What is needed:
Please output each line of the data exactly as it appears.

Stored data entries
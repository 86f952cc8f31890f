//! List/pagination view-model for the user-files table.
//!
//! Holds the page cursor, sort order and checkbox selection, and turns server
//! pages into render-ready snapshots. No markup lives here; a front-end walks
//! [`PageView`] and [`Pagination`] and draws whatever it wants.

use crate::error::RequestError;
use crate::models::{PageResult, SortOrder, UserRow};
use crate::services::client::PanelApi;
use std::collections::HashSet;
use std::sync::{Arc, Mutex};

/// Checked user ids. Survives page navigation; only dropping the model
/// clears it.
#[derive(Debug, Default, Clone)]
pub struct Selection {
    ids: HashSet<i64>,
}

impl Selection {
    /// Flip membership for one id, returning the new membership.
    pub fn toggle(&mut self, user_id: i64) -> bool {
        if self.ids.remove(&user_id) {
            false
        } else {
            self.ids.insert(user_id);
            true
        }
    }

    pub fn set(&mut self, user_id: i64, selected: bool) {
        if selected {
            self.ids.insert(user_id);
        } else {
            self.ids.remove(&user_id);
        }
    }

    pub fn contains(&self, user_id: i64) -> bool {
        self.ids.contains(&user_id)
    }

    pub fn len(&self) -> usize {
        self.ids.len()
    }

    pub fn is_empty(&self) -> bool {
        self.ids.is_empty()
    }

    /// Ids in ascending order, so bulk operations run deterministically.
    pub fn ids(&self) -> Vec<i64> {
        let mut ids: Vec<i64> = self.ids.iter().copied().collect();
        ids.sort_unstable();
        ids
    }
}

/// One entry of the pagination strip.
#[derive(Debug, Clone, Copy, PartialEq, Eq)]
pub enum PageItem {
    Page { number: u32, active: bool },
    Ellipsis,
}

/// Render-ready pagination strip: previous/next enablement plus at most five
/// numbered links in a window centered on the current page, with first/last
/// shortcuts and ellipsis markers when the window misses an edge.
#[derive(Debug, Clone, PartialEq, Eq)]
pub struct Pagination {
    pub prev_enabled: bool,
    pub next_enabled: bool,
    pub items: Vec<PageItem>,
}

const MAX_PAGE_LINKS: u32 = 5;

impl Pagination {
    pub fn build(current: u32, total_pages: u32) -> Self {
        let mut items = Vec::new();
        if total_pages == 0 {
            return Self {
                prev_enabled: false,
                next_enabled: false,
                items,
            };
        }

        let mut start = current.saturating_sub(MAX_PAGE_LINKS / 2).max(1);
        let end = total_pages.min(start.saturating_add(MAX_PAGE_LINKS - 1));
        // Re-anchor when the window collides with the high edge (or when
        // `current` points past the last page entirely).
        if start > end || end - start + 1 < MAX_PAGE_LINKS {
            start = end.saturating_sub(MAX_PAGE_LINKS - 1).max(1);
        }

        if start > 1 {
            items.push(PageItem::Page {
                number: 1,
                active: false,
            });
            if start > 2 {
                items.push(PageItem::Ellipsis);
            }
        }

        for number in start..=end {
            items.push(PageItem::Page {
                number,
                active: number == current,
            });
        }

        if end < total_pages {
            if end < total_pages - 1 {
                items.push(PageItem::Ellipsis);
            }
            items.push(PageItem::Page {
                number: total_pages,
                active: false,
            });
        }

        Self {
            prev_enabled: current > 1,
            next_enabled: current < total_pages,
            items,
        }
    }
}

/// One table row plus its client-side checkbox state.
#[derive(Debug, Clone)]
pub struct RowView {
    pub user: UserRow,
    pub selected: bool,
}

/// Snapshot of everything a front-end needs to draw the table.
#[derive(Debug, Clone)]
pub struct PageView {
    pub rows: Vec<RowView>,
    pub total: i64,
    pub page: u32,
    pub per_page: u32,
    pub total_pages: u32,
    pub sort_order: SortOrder,
    pub pagination: Pagination,
}

struct ListState {
    current_page: u32,
    sort_order: SortOrder,
    selection: Selection,
    page: Option<PageResult>,
    error: Option<String>,
    /// Request generation; a response is applied only if no newer load
    /// started while it was in flight.
    generation: u64,
}

pub struct UserListModel {
    api: Arc<dyn PanelApi>,
    per_page: u32,
    state: Mutex<ListState>,
}

impl UserListModel {
    pub fn new(api: Arc<dyn PanelApi>, per_page: u32) -> Self {
        Self {
            api,
            per_page,
            state: Mutex::new(ListState {
                current_page: 1,
                sort_order: SortOrder::default(),
                selection: Selection::default(),
                page: None,
                error: None,
                generation: 0,
            }),
        }
    }

    pub fn current_page(&self) -> u32 {
        self.state.lock().unwrap().current_page
    }

    pub fn sort_order(&self) -> SortOrder {
        self.state.lock().unwrap().sort_order
    }

    pub fn error(&self) -> Option<String> {
        self.state.lock().unwrap().error.clone()
    }

    pub fn selected_ids(&self) -> Vec<i64> {
        self.state.lock().unwrap().selection.ids()
    }

    pub fn selection_len(&self) -> usize {
        self.state.lock().unwrap().selection.len()
    }

    /// Load page `n` and make it the current snapshot.
    ///
    /// The page cursor moves immediately; the fetched result is applied only
    /// if it is still the newest request when it lands, so a slow response
    /// from a rapid double click cannot clobber a newer page.
    pub async fn load_page(&self, page: u32) -> Result<(), RequestError> {
        let (generation, sort_order) = {
            let mut state = self.state.lock().unwrap();
            state.generation += 1;
            state.current_page = page;
            (state.generation, state.sort_order)
        };

        let result = self
            .api
            .fetch_user_page(page, self.per_page, sort_order)
            .await;

        let mut state = self.state.lock().unwrap();
        if state.generation != generation {
            tracing::debug!(page, "dropping stale page response");
            return Ok(());
        }

        match result {
            Ok(page_result) => {
                state.current_page = page_result.page;
                // The server normalizes the sort order; take its word for it.
                state.sort_order = page_result.sort_order;
                state.page = Some(page_result);
                state.error = None;
                Ok(())
            }
            Err(err) => {
                tracing::error!(page, error = %err, "failed to load user page");
                state.error = Some(err.to_string());
                state.page = None;
                Err(err)
            }
        }
    }

    /// Flip the sort order and reload from the first page. Sorting always
    /// resets pagination.
    pub async fn toggle_sort(&self) -> Result<(), RequestError> {
        {
            let mut state = self.state.lock().unwrap();
            state.sort_order = state.sort_order.flip();
        }
        self.load_page(1).await
    }

    /// Flip one row's checkbox, returning its new state.
    pub fn toggle_selection(&self, user_id: i64) -> bool {
        self.state.lock().unwrap().selection.toggle(user_id)
    }

    /// Drive every row on the current page to `checked`. Rows on other pages
    /// keep their selection.
    pub fn toggle_select_all(&self, checked: bool) {
        let state = &mut *self.state.lock().unwrap();
        if let Some(page) = &state.page {
            for row in &page.data {
                state.selection.set(row.user_id, checked);
            }
        }
    }

    /// Render snapshot of the current page, or `None` when the last load
    /// failed (the table is suppressed and [`error`] carries the message).
    ///
    /// [`error`]: UserListModel::error
    pub fn page_view(&self) -> Option<PageView> {
        let state = self.state.lock().unwrap();
        let page = state.page.as_ref()?;
        let rows = page
            .data
            .iter()
            .map(|user| RowView {
                selected: state.selection.contains(user.user_id),
                user: user.clone(),
            })
            .collect();
        Some(PageView {
            rows,
            total: page.total,
            page: page.page,
            per_page: page.per_page,
            total_pages: page.total_pages,
            sort_order: page.sort_order,
            pagination: Pagination::build(page.page, page.total_pages),
        })
    }
}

Answer for this exercise:
repository 86f952cc8f31890f
//! List/pagination view-model for the user-files table.
//!
//! Holds the page cursor, sort order and checkbox selection, and turns server
//! pages into render-ready snapshots. No markup lives here; a front-end walks
//! [`PageView`] and [`Pagination`] and draws whatever it wants.

use crate::error::RequestError;
use crate::models::{PageResult, SortOrder, UserRow};
use crate::services::client::PanelApi;
use std::collections::HashSet;
use std::sync::{Arc, Mutex};

/// Checked user ids. Survives page navigation; only dropping the model
/// clears it.
#[derive(Debug, Default, Clone)]
pub struct Selection {
    ids: HashSet<i64>,
}

impl Selection {
    /// Flip membership for one id, returning the new membership.
    pub fn toggle(&mut self, user_id: i64) -> bool {
        if self.ids.remove(&user_id) {
            false
        } else {
            self.ids.insert(user_id);
            true
        }
    }

    pub fn set(&mut self, user_id: i64, selected: bool) {
        if selected {
            self.ids.insert(user_id);
        } else {
            self.ids.remove(&user_id);
        }
    }

    pub fn contains(&self, user_id: i64) -> bool {
        self.ids.contains(&user_id)
    }

    pub fn len(&self) -> usize {
        self.ids.len()
    }

    pub fn is_empty(&self) -> bool {
        self.ids.is_empty()
    }

    /// Ids in ascending order, so bulk operations run deterministically.
    pub fn ids(&self) -> Vec<i64> {
        let mut ids: Vec<i64> = self.ids.iter().copied().collect();
        ids.sort_unstable();
        ids
    }
}

/// One entry of the pagination strip.
#[derive(Debug, Clone, Copy, PartialEq, Eq)]
pub enum PageItem {
    Page { number: u32, active: bool },
    Ellipsis,
}

/// Render-ready pagination strip: previous/next enablement plus at most five
/// numbered links in a window centered on the current page, with first/last
/// shortcuts and ellipsis markers when the window misses an edge.
#[derive(Debug, Clone, PartialEq, Eq)]
pub struct Pagination {
    pub prev_enabled: bool,
    pub next_enabled: bool,
    pub items: Vec<PageItem>,
}

const MAX_PAGE_LINKS: u32 = 5;

impl Pagination {
    pub fn build(current: u32, total_pages: u32) -> Self {
        let mut items = Vec::new();
        if total_pages == 0 {
            return Self {
                prev_enabled: false,
                next_enabled: false,
                items,
            };
        }

        let mut start = current.saturating_sub(MAX_PAGE_LINKS / 2).max(1);
        let end = total_pages.min(start.saturating_add(MAX_PAGE_LINKS - 1));
        // Re-anchor when the window collides with the high edge (or when
        // `current` points past the last page entirely).
        if start > end || end - start + 1 < MAX_PAGE_LINKS {
            start = end.saturating_sub(MAX_PAGE_LINKS - 1).max(1);
        }

        if start > 1 {
            items.push(PageItem::Page {
                number: 1,
                active: false,
            });
            if start > 2 {
                items.push(PageItem::Ellipsis);
            }
        }

        for number in start..=end {
            items.push(PageItem::Page {
                number,
                active: number == current,
            });
        }

        if end < total_pages {
            if end < total_pages - 1 {
                items.push(PageItem::Ellipsis);
            }
            items.push(PageItem::Page {
                number: total_pages,
                active: false,
            });
        }

        Self {
            prev_enabled: current > 1,
            next_enabled: current < total_pages,
            items,
        }
    }
}

/// One table row plus its client-side checkbox state.
#[derive(Debug, Clone)]
pub struct RowView {
    pub user: UserRow,
    pub selected: bool,
}

/// Snapshot of everything a front-end needs to draw the table.
#[derive(Debug, Clone)]
pub struct PageView {
    pub rows: Vec<RowView>,
    pub total: i64,
    pub page: u32,
    pub per_page: u32,
    pub total_pages: u32,
    pub sort_order: SortOrder,
    pub pagination: Pagination,
}

struct ListState {
    current_page: u32,
    sort_order: SortOrder,
    selection: Selection,
    page: Option<PageResult>,
    error: Option<String>,
    /// Request generation; a response is applied only if no newer load
    /// started while it was in flight.
    generation: u64,
}

pub struct UserListModel {
    api: Arc<dyn PanelApi>,
    per_page: u32,
    state: Mutex<ListState>,
}

impl UserListModel {
    pub fn new(api: Arc<dyn PanelApi>, per_page: u32) -> Self {
        Self {
            api,
            per_page,
            state: Mutex::new(ListState {
                current_page: 1,
                sort_order: SortOrder::default(),
                selection: Selection::default(),
                page: None,
                error: None,
                generation: 0,
            }),
        }
    }

    pub fn current_page(&self) -> u32 {
        self.state.lock().unwrap().current_page
    }

    pub fn sort_order(&self) -> SortOrder {
        self.state.lock().unwrap().sort_order
    }

    pub fn error(&self) -> Option<String> {
        self.state.lock().unwrap().error.clone()
    }

    pub fn selected_ids(&self) -> Vec<i64> {
        self.state.lock().unwrap().selection.ids()
    }

    pub fn selection_len(&self) -> usize {
        self.state.lock().unwrap().selection.len()
    }

    /// Load page `n` and make it the current snapshot.
    ///
    /// The page cursor moves immediately; the fetched result is applied only
    /// if it is still the newest request when it lands, so a slow response
    /// from a rapid double click cannot clobber a newer page.
    pub async fn load_page(&self, page: u32) -> Result<(), RequestError> {
        let (generation, sort_order) = {
            let mut state = self.state.lock().unwrap();
            state.generation += 1;
            state.current_page = page;
            (state.generation, state.sort_order)
        };

        let result = self
            .api
            .fetch_user_page(page, self.per_page, sort_order)
            .await;

        let mut state = self.state.lock().unwrap();
        if state.generation != generation {
            tracing::debug!(page, "dropping stale page response");
            return Ok(());
        }

        match result {
            Ok(page_result) => {
                state.current_page = page_result.page;
                // The server normalizes the sort order; take its word for it.
                state.sort_order = page_result.sort_order;
                state.page = Some(page_result);
                state.error = None;
                Ok(())
            }
            Err(err) => {
                tracing::error!(page, error = %err, "failed to load user page");
                state.error = Some(err.to_string());
                state.page = None;
                Err(err)
            }
        }
    }

    /// Flip the sort order and reload from the first page. Sorting always
    /// resets pagination.
    pub async fn toggle_sort(&self) -> Result<(), RequestError> {
        {
            let mut state = self.state.lock().unwrap();
            state.sort_order = state.sort_order.flip();
        }
        self.load_page(1).await
    }

    /// Flip one row's checkbox, returning its new state.
    pub fn toggle_selection(&self, user_id: i64) -> bool {
        self.state.lock().unwrap().selection.toggle(user_id)
    }

    /// Drive every row on the current page to `checked`. Rows on other pages
    /// keep their selection.
    pub fn toggle_select_all(&self, checked: bool) {
        let state = &mut *self.state.lock().unwrap();
        if let Some(page) = &state.page {
            for row in &page.data {
                state.selection.set(row.user_id, checked);
            }
        }
    }

    /// Render snapshot of the current page, or `None` when the last load
    /// failed (the table is suppressed and [`error`] carries the message).
    ///
    /// [`error`]: UserListModel::error
    pub fn page_view(&self) -> Option<PageView> {
        let state = self.state.lock().unwrap();
        let page = state.page.as_ref()?;
        let rows = page
            .data
            .iter()
            .map(|user| RowView {
                selected: state.selection.contains(user.user_id),
                user: user.clone(),
            })
            .collect();
        Some(PageView {
            rows,
            total: page.total,
            page: page.page,
            per_page: page.per_page,
            total_pages: page.total_pages,
            sort_order: page.sort_order,
            pagination: Pagination::build(page.page, page.total_pages),
        })
    }
}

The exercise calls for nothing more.